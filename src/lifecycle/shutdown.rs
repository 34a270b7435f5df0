//! Shutdown coordination for the listener.

use tokio::sync::broadcast;

/// Coordinator for stopping the accept loop.
///
/// Wraps a broadcast channel the accept loop subscribes to. Triggering
/// is idempotent; triggering with no live subscribers is a no-op.
#[derive(Debug)]
pub struct Shutdown {
    tx: broadcast::Sender<()>,
}

impl Shutdown {
    /// Create a new shutdown coordinator.
    pub fn new() -> Self {
        let (tx, _) = broadcast::channel(1);
        Self { tx }
    }

    /// Subscribe to the shutdown signal.
    pub fn subscribe(&self) -> broadcast::Receiver<()> {
        self.tx.subscribe()
    }

    /// Trigger the shutdown signal.
    pub fn trigger(&self) {
        let _ = self.tx.send(());
    }
}

impl Default for Shutdown {
    fn default() -> Self {
        Self::new()
    }
}

#[cfg(test)]
mod tests {
    use super::*;

    #[tokio::test]
    async fn trigger_reaches_subscriber() {
        let shutdown = Shutdown::new();
        let mut rx = shutdown.subscribe();
        shutdown.trigger();
        assert!(rx.recv().await.is_ok());
    }

    #[test]
    fn trigger_without_subscribers_is_harmless() {
        Shutdown::new().trigger();
    }
}
//! Routing subsystem.
//!
//! # Data Flow
//! ```text
//! Parsed request (path, payload)
//!     → router.rs (exact-match path dispatch)
//!     → auth check for protected routes
//!     → operation (store secret / forward credentials / run command)
//!     → Response
//! ```
//!
//! # Design Decisions
//! - Exact path match only; anything unrecognized is 404
//! - Authorization failures short-circuit before route behavior
//! - Collaborator failures become 500 with the error message in the body

pub mod router;

pub use router::Router;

--- --- ---

Could you please retype the lines from the start of the data through the line with "pub fn new()", both included, and nothing else?

filename src/lifecycle/shutdown.rs
repository 34a270b7435f5df0
//! Shutdown coordination for the listener.

use tokio::sync::broadcast;

/// Coordinator for stopping the accept loop.
///
/// Wraps a broadcast channel the accept loop subscribes to. Triggering
/// is idempotent; triggering with no live subscribers is a no-op.
#[derive(Debug)]
pub struct Shutdown {
    tx: broadcast::Sender<()>,
}

impl Shutdown {
    /// Create a new shutdown coordinator.
    pub fn new() -> Self {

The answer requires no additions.